#### [What the task asks]
Scan the records below for the string "before" and return every line where it appears.

#### [Task data]
——————————
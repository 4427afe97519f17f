mod common;

use std::sync::mpsc::channel;

use cgmath::Vector3;
use common::{assert_meshes_current, cube, engine, DRAIN_TIMEOUT};
use voxel_world::engine_state::voxels::coords::ChunkCoord;
use voxel_world::ViewerEvent;

#[test]
fn test_world_converges_around_spawn() {
    let mut engine = engine();
    let spawn = engine.generate_world().unwrap();

    assert!(engine.drain(DRAIN_TIMEOUT));

    assert_eq!(*engine.loaded_chunks(), cube(spawn, 1));
    assert_eq!(engine.scene().active_count(), 27);
    assert_meshes_current(&engine);
    assert_eq!(engine.stats().failed_jobs, 0);
}

#[test]
fn test_spawn_chunk_holds_the_origin_ground() {
    let mut engine = engine();
    let spawn = engine.generate_world().unwrap();
    assert!(engine.drain(DRAIN_TIMEOUT));

    let ground = engine.ground_level(0, 0);
    assert!(ground >= 0);
    assert_eq!(ground.div_euclid(4), spawn.y);
}

#[test]
fn test_moving_viewer_loads_front_and_unloads_back() {
    let mut engine = engine();
    let spawn = engine.generate_world().unwrap();
    assert!(engine.drain(DRAIN_TIMEOUT));

    let position = Vector3::new(4.5, (spawn.y * 4) as f32 + 0.5, 0.5);
    assert!(engine.viewer_moved(position));
    assert!(engine.drain(DRAIN_TIMEOUT));

    let viewer = ChunkCoord::new(spawn.x + 1, spawn.y, spawn.z);
    assert_eq!(engine.viewer_chunk(), Some(viewer));
    assert_eq!(*engine.loaded_chunks(), cube(viewer, 1));

    let behind = ChunkCoord::new(spawn.x - 1, spawn.y, spawn.z);
    assert!(!engine.is_chunk_loaded(behind));
    assert!(engine.get_chunk(behind).is_some());
    assert_eq!(engine.scene().active_count(), 27);
    assert_meshes_current(&engine);
}

#[test]
fn test_returning_viewer_reloads_generated_chunks() {
    let mut engine = engine();
    let spawn = engine.generate_world().unwrap();
    assert!(engine.drain(DRAIN_TIMEOUT));

    engine.on_viewer_chunk_changed(ChunkCoord::new(spawn.x + 2, spawn.y, spawn.z));
    assert!(engine.drain(DRAIN_TIMEOUT));
    let generated = engine.world().get().chunk_count();

    engine.on_viewer_chunk_changed(spawn);
    assert!(engine.drain(DRAIN_TIMEOUT));

    assert_eq!(engine.world().get().chunk_count(), generated);
    assert_eq!(*engine.loaded_chunks(), cube(spawn, 1));
    assert_meshes_current(&engine);
}

#[test]
fn test_viewer_events_are_handled_on_tick() {
    let mut engine = engine();
    engine.generate_world().unwrap();
    assert!(engine.drain(DRAIN_TIMEOUT));

    let target = ChunkCoord::new(10, 0, 10);
    engine.viewer_events().send(ViewerEvent::ChunkChanged(target)).unwrap();
    assert!(engine.drain(DRAIN_TIMEOUT));

    assert_eq!(engine.viewer_chunk(), Some(target));
    assert_eq!(*engine.loaded_chunks(), cube(target, 1));
    assert_meshes_current(&engine);
}

#[test]
fn test_rebuild_callback_runs_on_apply() {
    let mut engine = engine();
    let spawn = engine.generate_world().unwrap();
    assert!(engine.drain(DRAIN_TIMEOUT));

    let (sender, receiver) = channel();
    let queued = engine.request_rebuild(
        spawn,
        Some(Box::new(move |coord| {
            sender.send(coord).unwrap();
        })),
    );
    assert!(queued);
    assert!(receiver.try_recv().is_err());

    assert!(engine.drain(DRAIN_TIMEOUT));
    assert_eq!(receiver.try_recv(), Ok(spawn));
}

#[test]
fn test_clearing_mid_flight_discards_old_results() {
    let mut engine = engine();
    engine.generate_world().unwrap();
    engine.clear_world();

    assert!(engine.drain(DRAIN_TIMEOUT));

    assert_eq!(engine.world().get().chunk_count(), 0);
    assert!(engine.scene().is_empty());
    assert!(engine.loaded_chunks().is_empty());
}

#[test]
fn test_regenerating_reproduces_the_world() {
    let mut engine = engine();
    let spawn = engine.generate_world().unwrap();
    assert!(engine.drain(DRAIN_TIMEOUT));
    let before: Vec<_> = engine.get_chunk(spawn).unwrap().blocks().to_vec();

    assert_eq!(engine.generate_world().unwrap(), spawn);
    assert!(engine.drain(DRAIN_TIMEOUT));

    assert_eq!(engine.get_chunk(spawn).unwrap().blocks(), before.as_slice());
    assert_eq!(*engine.loaded_chunks(), cube(spawn, 1));
}

#[test]
fn test_moved_event_streams_around_the_new_position() {
    let mut engine = engine();
    let spawn = engine.generate_world().unwrap();
    assert!(engine.drain(DRAIN_TIMEOUT));

    let events = engine.viewer_events();
    let y = (spawn.y * 4) as f32 + 0.5;
    // Still inside the spawn chunk: nothing changes.
    events.send(ViewerEvent::Moved(Vector3::new(3.5, y, 3.5))).unwrap();
    engine.tick();
    assert_eq!(engine.viewer_chunk(), Some(spawn));

    events.send(ViewerEvent::Moved(Vector3::new(-0.5, y, 8.5))).unwrap();
    assert!(engine.drain(DRAIN_TIMEOUT));

    let viewer = ChunkCoord::new(spawn.x - 1, spawn.y, spawn.z + 2);
    assert_eq!(engine.viewer_chunk(), Some(viewer));
    assert_eq!(*engine.loaded_chunks(), cube(viewer, 1));
    assert_meshes_current(&engine);
}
——————————
#### [Exercise answer]
    let before: Vec<_> = engine.get_chunk(spawn).unwrap().blocks().to_vec();
    assert_eq!(engine.get_chunk(spawn).unwrap().blocks(), before.as_slice());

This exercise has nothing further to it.